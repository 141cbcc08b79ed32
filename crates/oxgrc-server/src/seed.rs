//! 初始数据：默认管理员、框架目录与演示数据。
//!
//! Seed writes go through the same core-layer entry points as the API, with
//! the Lenient reference policy so catalog rows can be loaded in any order.

use anyhow::Result;
use chrono::Utc;
use oxgrc_common::types::{
    AiModel, Connector, Framework, FrameworkControl, InternalPolicy, Kci, Kri, ModelRiskLevel,
    ModelStatus, PolicyStatus, Risk, TestResult, UnifiedControl,
};
use oxgrc_core::lifecycle::{self, NewControlTest};
use oxgrc_core::mapping::{self, ReferencePolicy};
use oxgrc_storage::GrcStore;
use serde::Serialize;
use utoipa::ToSchema;

/// 重置演示数据的写入统计
#[derive(Debug, Serialize, ToSchema)]
pub struct ReseedSummary {
    pub frameworks: u64,
    pub framework_controls: u64,
    pub unified_controls: u64,
    pub policies: u64,
    pub control_tests: u64,
    pub risks: u64,
    pub kris: u64,
    pub kcis: u64,
    pub ai_models: u64,
    pub connectors: u64,
}

/// 首次启动时创建默认管理员。已有任意用户时不做任何事。
pub fn ensure_default_admin(store: &GrcStore, username: &str, password: &str) -> Result<bool> {
    if store.count_users()? > 0 {
        return Ok(false);
    }
    let hash = crate::auth::hash_password(password)?;
    let user = store.create_user(username, &hash)?;
    tracing::info!(username = %user.username, "Created default admin user");
    Ok(true)
}

fn new_framework(name: &str, description: &str, version: &str, category: &str, total: u32) -> Framework {
    let now = Utc::now();
    Framework {
        id: oxgrc_common::id::next_id(),
        name: name.to_string(),
        description: description.to_string(),
        version: version.to_string(),
        category: category.to_string(),
        enabled: true,
        total_controls: total,
        created_at: now,
        updated_at: now,
    }
}

fn new_framework_control(
    framework_id: &str,
    control_id: &str,
    title: &str,
    category: &str,
) -> FrameworkControl {
    let now = Utc::now();
    FrameworkControl {
        id: oxgrc_common::id::next_id(),
        framework_id: framework_id.to_string(),
        control_id: control_id.to_string(),
        title: title.to_string(),
        description: String::new(),
        category: category.to_string(),
        testing_procedure: None,
        created_at: now,
        updated_at: now,
    }
}

fn new_policy(policy_id: &str, name: &str, category: &str, owner: &str) -> InternalPolicy {
    let now = Utc::now();
    InternalPolicy {
        id: oxgrc_common::id::next_id(),
        policy_id: policy_id.to_string(),
        name: name.to_string(),
        description: String::new(),
        category: category.to_string(),
        owner: owner.to_string(),
        status: PolicyStatus::Active,
        last_reviewed_at: Some(now),
        next_review_at: None,
        created_at: now,
        updated_at: now,
    }
}

/// 框架目录为空时写入六套标准框架及代表性控制项。
pub fn seed_framework_catalogs(store: &GrcStore) -> Result<(u64, u64)> {
    if store.count_frameworks()? > 0 {
        return Ok((0, 0));
    }

    let catalogs: [(Framework, &[(&str, &str, &str)]); 6] = [
        (
            new_framework(
                "ISO 27001",
                "Information security management system requirements",
                "2022",
                "Information Security",
                93,
            ),
            &[
                ("A.5.15", "Access control", "Organizational"),
                ("A.8.2", "Privileged access rights", "Technological"),
                ("A.8.15", "Logging", "Technological"),
            ],
        ),
        (
            new_framework(
                "ISO 42001",
                "Artificial intelligence management system requirements",
                "2023",
                "AI Governance",
                39,
            ),
            &[
                ("6.1.2", "AI risk assessment", "Planning"),
                ("8.4", "AI system impact assessment", "Operation"),
            ],
        ),
        (
            new_framework(
                "PCI-DSS",
                "Payment card industry data security standard",
                "v4.0",
                "Payment Security",
                277,
            ),
            &[
                ("8.3.1", "Strong authentication for all access", "Requirement 8"),
                ("10.2.1", "Audit logs capture all access", "Requirement 10"),
            ],
        ),
        (
            new_framework(
                "SOC 2",
                "Trust services criteria for service organizations",
                "2017",
                "Assurance",
                61,
            ),
            &[
                ("CC6.1", "Logical access security", "Common Criteria"),
                ("CC7.2", "Anomaly monitoring", "Common Criteria"),
            ],
        ),
        (
            new_framework(
                "NIST CSF",
                "Cybersecurity framework core functions",
                "2.0",
                "Cybersecurity",
                106,
            ),
            &[
                ("PR.AA-01", "Identities and credentials are managed", "Protect"),
                ("DE.CM-01", "Networks are monitored", "Detect"),
            ],
        ),
        (
            new_framework(
                "GDPR",
                "General Data Protection Regulation",
                "2018",
                "Privacy",
                45,
            ),
            &[
                ("Article 5", "Principles relating to processing of personal data", "Data Processing"),
                ("Article 25", "Data protection by design and default", "Data Protection"),
                ("Article 30", "Records of processing activities", "Documentation"),
            ],
        ),
    ];

    let mut frameworks = 0u64;
    let mut controls = 0u64;
    for (fw, fcs) in catalogs {
        let created = store.insert_framework(&fw)?;
        frameworks += 1;
        for (control_id, title, category) in fcs {
            store.insert_framework_control(&new_framework_control(
                &created.id,
                control_id,
                title,
                category,
            ))?;
            controls += 1;
        }
    }
    tracing::info!(frameworks, controls, "Seeded framework catalogs");
    Ok((frameworks, controls))
}

/// 清空业务数据并写入演示数据集。用户与审计日志保留。
pub fn reseed_demo_data(store: &GrcStore) -> Result<ReseedSummary> {
    store.clear_entity_collections()?;
    let (frameworks, framework_controls) = seed_framework_catalogs(store)?;

    // 内部制度
    let policies = [
        new_policy("POL-001", "Access Control Policy", "Security", "CISO"),
        new_policy("POL-002", "Logging and Monitoring Policy", "Security", "Security Ops"),
        new_policy("POL-003", "AI Acceptable Use Policy", "AI Governance", "CTO"),
    ];
    let mut policy_ids = Vec::new();
    for p in &policies {
        policy_ids.push(store.insert_policy(p)?.id);
    }

    // 选出两个框架控制项用于演示映射
    let all_fcs = store.list_framework_controls(None, 1000, 0)?;
    let mfa_fc_ids: Vec<String> = all_fcs
        .iter()
        .filter(|fc| matches!(fc.control_id.as_str(), "A.8.2" | "8.3.1" | "CC6.1" | "PR.AA-01"))
        .map(|fc| fc.id.clone())
        .collect();
    let logging_fc_ids: Vec<String> = all_fcs
        .iter()
        .filter(|fc| matches!(fc.control_id.as_str(), "A.8.15" | "10.2.1" | "CC7.2" | "DE.CM-01"))
        .map(|fc| fc.id.clone())
        .collect();

    let now = Utc::now();
    let unified = [
        UnifiedControl {
            id: oxgrc_common::id::next_id(),
            ccf_id: "CCF-001".to_string(),
            name: "Multi-Factor Authentication".to_string(),
            description: "MFA is enforced for all privileged and remote access.".to_string(),
            control_type: oxgrc_common::types::ControlType::Preventive,
            frequency: "Quarterly".to_string(),
            owner: "IAM Team".to_string(),
            mapped_framework_controls: Vec::new(),
            mapped_policies: Vec::new(),
            automation_possible: true,
            automation_config: Some(serde_json::json!({"check": "mfa_enforced"})),
            created_at: now,
            updated_at: now,
        },
        UnifiedControl {
            id: oxgrc_common::id::next_id(),
            ccf_id: "CCF-002".to_string(),
            name: "Centralized Audit Logging".to_string(),
            description: "Security-relevant events are collected centrally and retained."
                .to_string(),
            control_type: oxgrc_common::types::ControlType::Detective,
            frequency: "Monthly".to_string(),
            owner: "Security Ops".to_string(),
            mapped_framework_controls: Vec::new(),
            mapped_policies: Vec::new(),
            automation_possible: true,
            automation_config: None,
            created_at: now,
            updated_at: now,
        },
        UnifiedControl {
            id: oxgrc_common::id::next_id(),
            ccf_id: "CCF-003".to_string(),
            name: "AI Model Pre-Deployment Review".to_string(),
            description: "Models are risk-assessed before promotion to production.".to_string(),
            control_type: oxgrc_common::types::ControlType::Preventive,
            frequency: "Per release".to_string(),
            owner: "AI Governance Board".to_string(),
            mapped_framework_controls: Vec::new(),
            mapped_policies: Vec::new(),
            automation_possible: false,
            automation_config: None,
            created_at: now,
            updated_at: now,
        },
    ];
    let mut uc_ids = Vec::new();
    for uc in &unified {
        uc_ids.push(store.insert_unified_control(uc)?.id);
    }
    // 目录数据整体加载，映射走宽松校验
    mapping::set_framework_mapping(store, &uc_ids[0], &mfa_fc_ids, ReferencePolicy::Lenient)?;
    mapping::set_policy_mapping(
        store,
        &uc_ids[0],
        &policy_ids[..1],
        ReferencePolicy::Lenient,
    )?;
    mapping::set_framework_mapping(store, &uc_ids[1], &logging_fc_ids, ReferencePolicy::Lenient)?;
    mapping::set_policy_mapping(
        store,
        &uc_ids[1],
        &policy_ids[1..2],
        ReferencePolicy::Lenient,
    )?;
    mapping::set_policy_mapping(
        store,
        &uc_ids[2],
        &policy_ids[2..3],
        ReferencePolicy::Lenient,
    )?;

    // 控制测试：一条通过、一条失败（失败自动生成整改问题）
    lifecycle::record_control_test(
        store,
        NewControlTest {
            id: None,
            unified_control_id: uc_ids[1].clone(),
            tester: "bob".to_string(),
            tested_at: None,
            result: TestResult::Pass,
            notes: "Log pipeline verified against sample events.".to_string(),
            evidence_ids: Vec::new(),
            automated: false,
            connector_id: None,
        },
    )?;
    lifecycle::record_control_test(
        store,
        NewControlTest {
            id: None,
            unified_control_id: uc_ids[0].clone(),
            tester: "alice".to_string(),
            tested_at: None,
            result: TestResult::Fail,
            notes: "Two service accounts bypass MFA.".to_string(),
            evidence_ids: Vec::new(),
            automated: false,
            connector_id: None,
        },
    )?;

    // 风险与指标链
    let risk = store.insert_risk(&Risk {
        id: oxgrc_common::id::next_id(),
        name: "Unauthorized Access".to_string(),
        description: "Credential compromise leading to unauthorized system access.".to_string(),
        category: "Security".to_string(),
        inherent_risk_score: 8.0,
        residual_risk_score: 4.5,
        status: "Active".to_string(),
        owner: "CISO".to_string(),
        kri_ids: Vec::new(),
        linked_control_ids: vec![uc_ids[0].clone()],
        created_at: now,
        updated_at: now,
    })?;
    let kri = store.insert_kri(&Kri {
        id: oxgrc_common::id::next_id(),
        risk_id: risk.id.clone(),
        name: "Failed Login Attempts".to_string(),
        description: "Daily failed logins across production systems.".to_string(),
        current_value: 120.0,
        threshold: 500.0,
        green_max: Some(200.0),
        yellow_max: Some(500.0),
        higher_is_worse: true,
        unit: "attempts/day".to_string(),
        trend: "stable".to_string(),
        kci_ids: Vec::new(),
        created_at: now,
        updated_at: now,
    })?;
    store.append_risk_kri(&risk.id, &kri.id)?;
    let kci = store.insert_kci(&Kci {
        id: oxgrc_common::id::next_id(),
        kri_id: kri.id.clone(),
        unified_control_id: uc_ids[0].clone(),
        name: "MFA Coverage".to_string(),
        description: "Share of accounts with MFA enforced.".to_string(),
        current_value: 97.5,
        target: 100.0,
        threshold: 95.0,
        unit: "%".to_string(),
        status: "green".to_string(),
        created_at: now,
        updated_at: now,
    })?;
    store.append_kri_kci(&kri.id, &kci.id)?;

    // AI 治理
    let ai_models = [
        AiModel {
            id: oxgrc_common::id::next_id(),
            name: "Fraud Scoring Model".to_string(),
            description: "Transaction fraud scoring".to_string(),
            owner: "Risk Analytics".to_string(),
            status: ModelStatus::Production,
            risk_level: ModelRiskLevel::High,
            version: "2.3".to_string(),
            created_at: now,
            updated_at: now,
        },
        AiModel {
            id: oxgrc_common::id::next_id(),
            name: "Support Ticket Classifier".to_string(),
            description: "Routes inbound tickets".to_string(),
            owner: "Platform".to_string(),
            status: ModelStatus::Development,
            risk_level: ModelRiskLevel::Low,
            version: "0.9".to_string(),
            created_at: now,
            updated_at: now,
        },
    ];
    for m in &ai_models {
        store.insert_ai_model(m)?;
    }

    store.insert_connector(&Connector {
        id: oxgrc_common::id::next_id(),
        name: "AWS Config".to_string(),
        connector_type: "aws".to_string(),
        config: serde_json::json!({"region": "us-east-1"}),
        enabled: true,
        created_at: now,
        updated_at: now,
    })?;

    let summary = ReseedSummary {
        frameworks,
        framework_controls,
        unified_controls: store.count_unified_controls()?,
        policies: store.count_policies()?,
        control_tests: store.count_control_tests(None)?,
        risks: store.count_risks()?,
        kris: store.count_kris()?,
        kcis: store.count_kcis()?,
        ai_models: store.count_ai_models()?,
        connectors: store.count_connectors()?,
    };
    tracing::info!(
        unified_controls = summary.unified_controls,
        policies = summary.policies,
        "Reseeded demo data"
    );
    Ok(summary)
}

□ □ □ □

◆ **Assigned task**: Find every line above where the word "version" occurs, and copy that line.

◆ **Exercise answer**:
fn new_framework(name: &str, description: &str, version: &str, category: &str, total: u32) -> Framework {
        version: version.to_string(),
            version: "2.3".to_string(),
            version: "0.9".to_string(),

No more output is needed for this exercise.